Apparently some “journalists”, like Joe Hildebrand (or his subeditors), no longer feel it’s necessary:
A GREENS politician has been told to stop bringing her husband to council meetings because he eats too much of the food.
Waverley councillor Prue Cancian was told not to bring her activist husband Chris Maltby to meetings because the ratepayer-funded catering could not sustain it.
The matter came to a head at last Tuesday night’s council meeting at which Mr Maltby, despite having been asked not to attend by general manager Tony Reed, again showed up. The Daily Telegraph has been told that at the end of the meeting there was no food left for the hungry councillors or their staff.
“The Daily Telegraph has been told”? By whom? More importantly, what did Ms Cancian say when the allegation was put to her? Did Hildebrand even put that allegation to her before publication?
If this was a genuine story of concern, and not merely an opportunity to bash the Greens by extension (which is, predictably, what tim and Andy have enthusiastically and shamelessly done with it), then professional competence – and basic fairness – should surely have required that the target of the attack at least be given an opportunity to comment before publication.
Were they, and it was excluded – or did the writer not even bother? Why? Does he not have a telephone?
I’ll keep my eyes open for further examples of this specific shabby conduct by other professional “journalists” – if, indeed, it has become accepted practice amongst the lazy or spiteful – because, and I’ll be very clear about this – they should all be called on it. It goes well beyond simple bias: it is using a journalist’s pulpit to attack someone without giving their side of the story a hearing at all. Particularly at the moment when the story is most damaging – when it is first broken and gains the most attention.
The practice is seriously damaging to public debate, and profoundly unjust, whoever does it.
UPDATE As regards this specific incident, Joe responds to us “hippies” in the comments:
In fact I did go to Prue and she refused to comment. Then I went to Chris and he also refused to comment until after I gave him several opportunities he eventually agreed to be quoted which I tried to get in before deadline. Sadly this wasn’t do-able and so I said I would re-top the story today. Luckily for posterity the whole exchange was captured on Facebook and I have included it below for your edification.
There is now an updated version of the story on the Daily Telegraph site to reflect this, and whilst it still appears to be a massive beat-up with the sole aim of smearing the Greens, it appears that Mr Hildebrand did contact the subjects of his piece before publishing the article.
It shouldn’t have been necessary for us to specifically ask him whether he’d done so or not, of course – it should have been made clear in the story. I’ve sent Joe an email asking why it wasn’t.
UPDATE #2: Joe’s response:
Sometimes sub-editors cut copy so that it fits in the paper. The website then uses the published version. In fact the original piece contained the initial no comments and then had Chris’s comments added but it was too late to make edition.
That’s still a serious problem – the Daily Telegraph‘s sub-editors shouldn’t be cutting those details out.

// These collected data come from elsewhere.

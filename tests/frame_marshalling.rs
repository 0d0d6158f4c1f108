//! Frame marshalling integration tests.
//!
//! Check how [`XrContext::begin_frame`] turns whatever the runtime reports this
//! tick into an [`XrFrame`]: gating on session state, clamping the view count
//! and zero-filling fields the runtime cannot provide.

mod common;

use rstest::rstest;

use common::{filled_matrix, is_zero_matrix, TestContext};
use redlilium_xr::{
    DummyRuntime, ReferenceSpaceType, SessionState, ViewTarget, Viewport, Visibility, XrError,
    XrRuntime, XrSession, MAX_VIEWS,
};

/// How far to take a fresh session before asking for a frame.
#[derive(Debug, Clone, Copy)]
enum Setup {
    Requesting,
    Ready,
    Rejected,
    EndedByEnvironment,
}

fn session_in(ctx: &TestContext, setup: Setup) -> XrSession {
    let session = ctx.request(ReferenceSpaceType::Local);
    match setup {
        Setup::Requesting => {}
        Setup::Ready => ctx.runtime.mark_ready(),
        Setup::Rejected => ctx.runtime.fail_start("denied"),
        Setup::EndedByEnvironment => {
            ctx.runtime.complete_start("local");
            ctx.runtime.end_from_environment();
        }
    }
    session
}

// ============================================================================
// State Gating
// ============================================================================

#[rstest]
#[case::requesting(Setup::Requesting, SessionState::Requesting)]
#[case::ready(Setup::Ready, SessionState::Ready)]
#[case::idle(Setup::Rejected, SessionState::Idle)]
#[case::ended(Setup::EndedByEnvironment, SessionState::Ended)]
fn test_begin_frame_requires_renderable_state(#[case] setup: Setup, #[case] state: SessionState) {
    let ctx = TestContext::stereo();
    let session = session_in(&ctx, setup);

    let result = ctx.context.begin_frame(&session);

    assert_eq!(result.err(), Some(XrError::NotReady(state)));
    assert_eq!(ctx.runtime.submit_count(), 0);
}

#[rstest]
#[case::running(None)]
#[case::visible(Some(Visibility::Visible))]
#[case::blurred(Some(Visibility::VisibleBlurred))]
fn test_begin_frame_in_renderable_states(#[case] visibility: Option<Visibility>) {
    let ctx = TestContext::stereo();
    let session = ctx.running_session();
    if let Some(visibility) = visibility {
        ctx.runtime.set_visibility(visibility);
    }

    let frame = ctx.context.begin_frame(&session).unwrap();
    assert_eq!(frame.view_count(), 2);
}

#[rstest]
#[case::no_views(0)]
#[case::negative(-1)]
fn test_begin_frame_without_views(#[case] count: i32) {
    let ctx = TestContext::stereo();
    let session = ctx.running_session();
    ctx.runtime.set_view_count(count);

    let result = ctx.context.begin_frame(&session);

    assert_eq!(result.err(), Some(XrError::NotReady(SessionState::Running)));
    assert_eq!(ctx.context.view_count(&session), 0);
}

#[test]
fn test_begin_frame_rejects_foreign_session() {
    let ours = TestContext::stereo();
    let theirs = TestContext::stereo();
    ours.running_session();
    let their_session = theirs.running_session();

    let result = ours.context.begin_frame(&their_session);
    assert!(matches!(result, Err(XrError::InvalidArgument(_))));
}

// ============================================================================
// View Data
// ============================================================================

#[test]
fn test_stereo_frame_matches_runtime() {
    let ctx = TestContext::stereo();
    let session = ctx.running_session();

    let frame = ctx.context.begin_frame(&session).unwrap();

    assert!(frame.is_stereo());
    assert_eq!(frame.views().len(), MAX_VIEWS);
    for (index, view) in frame.views().iter().enumerate() {
        assert_eq!(Some(view.projection), ctx.runtime.projection_for_view(index));
        assert_eq!(
            Some(view.view),
            ctx.runtime.transform_for_view(ViewTarget::Eye(index))
        );
        assert!(view.has_projection());
        assert!(view.has_pose());
    }
    assert_eq!(frame.views()[0].viewport, Viewport::new(0, 0, 1024, 1024));
    assert_eq!(frame.views()[1].viewport, Viewport::new(1024, 0, 1024, 1024));
    assert!(frame.view(2).is_none());
}

#[test]
fn test_mono_frame() {
    let ctx = TestContext::stereo();
    let session = ctx.running_session();
    ctx.runtime.set_view_count(1);

    let frame = ctx.context.begin_frame(&session).unwrap();

    assert_eq!(frame.view_count(), 1);
    assert!(!frame.is_stereo());
    assert!(frame.view(1).is_none());
}

#[test]
fn test_extra_views_are_dropped() {
    let ctx = TestContext::stereo();
    let session = ctx.running_session();
    ctx.runtime.set_view_count(3);
    ctx.runtime.set_projection(2, Some(filled_matrix(3.0)));

    let frame = ctx.context.begin_frame(&session).unwrap();

    assert_eq!(frame.view_count(), MAX_VIEWS);
    assert_eq!(frame.views().len(), MAX_VIEWS);
    // The raw count is still reported as-is
    assert_eq!(ctx.context.view_count(&session), 3);
}

#[test]
fn test_missing_projection_is_zero_filled() {
    let ctx = TestContext::stereo();
    let session = ctx.running_session();
    ctx.runtime.set_projection(1, None);

    let frame = ctx.context.begin_frame(&session).unwrap();

    let left = frame.view(0).unwrap();
    let right = frame.view(1).unwrap();
    assert!(left.has_projection());
    assert!(is_zero_matrix(&right.projection));
    assert!(!right.has_projection());

    // The other fields of the same view are intact
    assert!(right.has_pose());
    assert_eq!(right.viewport, Viewport::new(1024, 0, 1024, 1024));
}

#[test]
fn test_missing_pose_and_viewport_are_zero_filled() {
    let ctx = TestContext::stereo();
    let session = ctx.running_session();
    ctx.runtime.set_transform(ViewTarget::Eye(0), None);
    ctx.runtime.set_viewport(0, None);

    let frame = ctx.context.begin_frame(&session).unwrap();

    let left = frame.view(0).unwrap();
    assert!(is_zero_matrix(&left.view));
    assert_eq!(left.viewport, Viewport::default());
    assert!(left.has_projection());
}

#[test]
fn test_degraded_frames_keep_rendering() {
    let ctx = TestContext::new(DummyRuntime::new());
    let session = ctx.running_session();
    ctx.runtime.set_view_count(2);

    // Nothing but a view count: every field is zero-filled, every tick
    for _ in 0..3 {
        let frame = ctx.context.begin_frame(&session).unwrap();
        assert!(frame.views().iter().all(|view| !view.has_projection()));
        ctx.context.end_frame(&session);
    }
    assert_eq!(ctx.runtime.submit_count(), 3);
}

#[rstest]
#[case::unknown(None, None)]
#[case::zero(Some(0.0), None)]
#[case::known(Some(16.6), Some(16.6))]
fn test_predicted_display_time(#[case] reported: Option<f64>, #[case] expected: Option<f64>) {
    let ctx = TestContext::stereo();
    let session = ctx.running_session();
    ctx.runtime.set_predicted_display_time(reported);

    let frame = ctx.context.begin_frame(&session).unwrap();
    assert_eq!(frame.predicted_display_time(), expected);
}

// ============================================================================
// Frame Submission and Auxiliary Queries
// ============================================================================

#[test]
fn test_end_frame_submits() {
    let ctx = TestContext::stereo();
    let session = ctx.running_session();

    ctx.context.begin_frame(&session).unwrap();
    ctx.context.end_frame(&session);

    assert_eq!(ctx.runtime.submit_count(), 1);
}

#[test]
fn test_end_frame_ignores_foreign_session() {
    let ours = TestContext::stereo();
    let theirs = TestContext::stereo();
    let their_session = theirs.running_session();

    ours.context.end_frame(&their_session);

    assert_eq!(ours.runtime.submit_count(), 0);
    assert_eq!(theirs.runtime.submit_count(), 0);
}

#[test]
fn test_render_target_and_head_transform() {
    let ctx = TestContext::stereo();
    let session = ctx.running_session();

    assert_eq!(ctx.context.render_target_size(&session), Some((2048, 1024)));
    let head = ctx.context.head_transform(&session).unwrap();
    // Inverse of a head at 1.6m: translation column moves the world down
    assert!((head[13] + 1.6).abs() < 1e-6);

    ctx.runtime.set_render_target_size(None);
    ctx.runtime.set_transform(ViewTarget::Head, None);
    assert_eq!(ctx.context.render_target_size(&session), None);
    assert_eq!(ctx.context.head_transform(&session), None);
}

#[test]
fn test_framebuffer_and_textures() {
    let ctx = TestContext::stereo();
    let session = ctx.running_session();

    assert_eq!(ctx.context.framebuffer(&session), None);
    assert_eq!(ctx.context.color_texture_for_view(&session, 0), None);

    ctx.runtime.set_framebuffer(7);
    ctx.runtime.set_view_textures(0, 11, 12);
    ctx.runtime.set_view_textures(1, 21, 0);

    assert_eq!(ctx.context.framebuffer(&session).map(|fb| fb.raw()), Some(7));
    assert_eq!(
        ctx.context
            .color_texture_for_view(&session, 0)
            .map(|t| t.raw()),
        Some(11)
    );
    assert_eq!(
        ctx.context
            .depth_texture_for_view(&session, 0)
            .map(|t| t.raw()),
        Some(12)
    );
    assert_eq!(
        ctx.context
            .color_texture_for_view(&session, 1)
            .map(|t| t.raw()),
        Some(21)
    );
    assert_eq!(ctx.context.depth_texture_for_view(&session, 1), None);
}

#[test]
fn test_auxiliary_queries_for_foreign_session() {
    let ours = TestContext::stereo();
    let theirs = TestContext::stereo();
    let their_session = theirs.running_session();

    assert_eq!(ours.context.view_count(&their_session), 0);
    assert_eq!(ours.context.render_target_size(&their_session), None);
    assert_eq!(ours.context.head_transform(&their_session), None);
}
fn end_quietly(session: &web_sys::XrSession) {
    let promise = session.end();
    spawn_local(async move {
        if let Err(err) = JsFuture::from(promise).await {
            log::debug!("XRSession.end rejected: {}", describe_js_error(&err));
        }
    });
}

fn visibility_of(session: &web_sys::XrSession) -> Option<Visibility> {
    match session.visibility_state() {
        XrVisibilityState::Visible => Some(Visibility::Visible),
        XrVisibilityState::VisibleBlurred => Some(Visibility::VisibleBlurred),
        XrVisibilityState::Hidden => Some(Visibility::Hidden),
        _ => None,
    }
}

fn session_mode(mode: SessionMode) -> web_sys::XrSessionMode {
    match mode {
        SessionMode::Inline => web_sys::XrSessionMode::Inline,
        SessionMode::ImmersiveVr => web_sys::XrSessionMode::ImmersiveVr,
        SessionMode::ImmersiveAr => web_sys::XrSessionMode::ImmersiveAr,
    }
}

fn reference_space_type(space: ReferenceSpaceType) -> web_sys::XrReferenceSpaceType {
    match space {
        ReferenceSpaceType::Viewer => web_sys::XrReferenceSpaceType::Viewer,
        ReferenceSpaceType::Local => web_sys::XrReferenceSpaceType::Local,
        ReferenceSpaceType::LocalFloor => web_sys::XrReferenceSpaceType::LocalFloor,
        ReferenceSpaceType::BoundedFloor => web_sys::XrReferenceSpaceType::BoundedFloor,
        ReferenceSpaceType::Unbounded => web_sys::XrReferenceSpaceType::Unbounded,
    }
}
//! Random jitter added to restart and creation backoff delays

use rand::{Rng, rng};

/// Uniform jitter between 0 and `max_jitter_ms` (inclusive)
pub fn generate_jitter_ms(max_jitter_ms: u64) -> u64 {
    if max_jitter_ms == 0 {
        return 0;
    }
    rng().random_range(0..=max_jitter_ms)
}

/// Jitter of at most `jitter_percent` percent of `base_value`
///
/// ```
/// use stream_scheduler::utils::jitter::generate_jitter_percent;
///
/// assert!(generate_jitter_percent(4000, 25) <= 1000);
/// ```
pub fn generate_jitter_percent(base_value: u64, jitter_percent: u8) -> u64 {
    let max_jitter = base_value.saturating_mul(u64::from(jitter_percent)) / 100;
    generate_jitter_ms(max_jitter)
}

#[cfg(test)]
mod tests {
    use super::*;

    #[test]
    fn test_zero_bounds_give_no_jitter() {
        assert_eq!(generate_jitter_ms(0), 0);
        assert_eq!(generate_jitter_percent(1000, 0), 0);
        assert_eq!(generate_jitter_percent(0, 25), 0);
    }

    #[test]
    fn test_jitter_stays_within_percentage() {
        for _ in 0..200 {
            assert!(generate_jitter_percent(5000, 25) <= 1250);
        }
    }
}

You might say – what does it matter? They hadn’t commented anyway. But if newspaper reports don’t let us know that when the answer is “no comment”, then people will forget to ask when there is a response but it’s not sought. It’s about keeping the gatekeepers honest.
If Joe doesn’t want to be caught up in this sort of thing, he should make a point of talking with his editor about how bad it looks for him personally when they exclude critical material such as any response from the person being attacked.
UPDATE #3: For the sake of clarity I’ve added “or his subeditors” to the first sentence. Joe is represented by what is published under his name, but of course there are subeditors between him and what’s finally printed. He claims that it’s the subeditors’ fault that the critical detail was excluded, and I have no reason to doubt that (although I don’t think it makes a substantial difference insofar as the subject is concerned), so I’m happy to make it clear at the beginning.
UPDATE #4: Thinking about the issue of bloggers commenting on journalists’ published articles, and whilst there’s a clear difference between what we do (where the evidence required for a reader to make up their own mind is right there in the link, and our allegations are limited to our interpretation of that text) and what a reporter does (publishing allegations that the reader has no way of checking), on reflection I agree that it is probably better for us to adopt best practice and give our subjects an opportunity to respond to our conclusions before we publish them, where possible.
I may have learned some bad habits from the example set by the previous “journalists” we were watching. Also, it hadn’t clicked that, unlike when I was just some guy with a blog, I can now actually ring the subject of a piece and say “it’s Jeremy from Crikey” and they’ll answer the phone.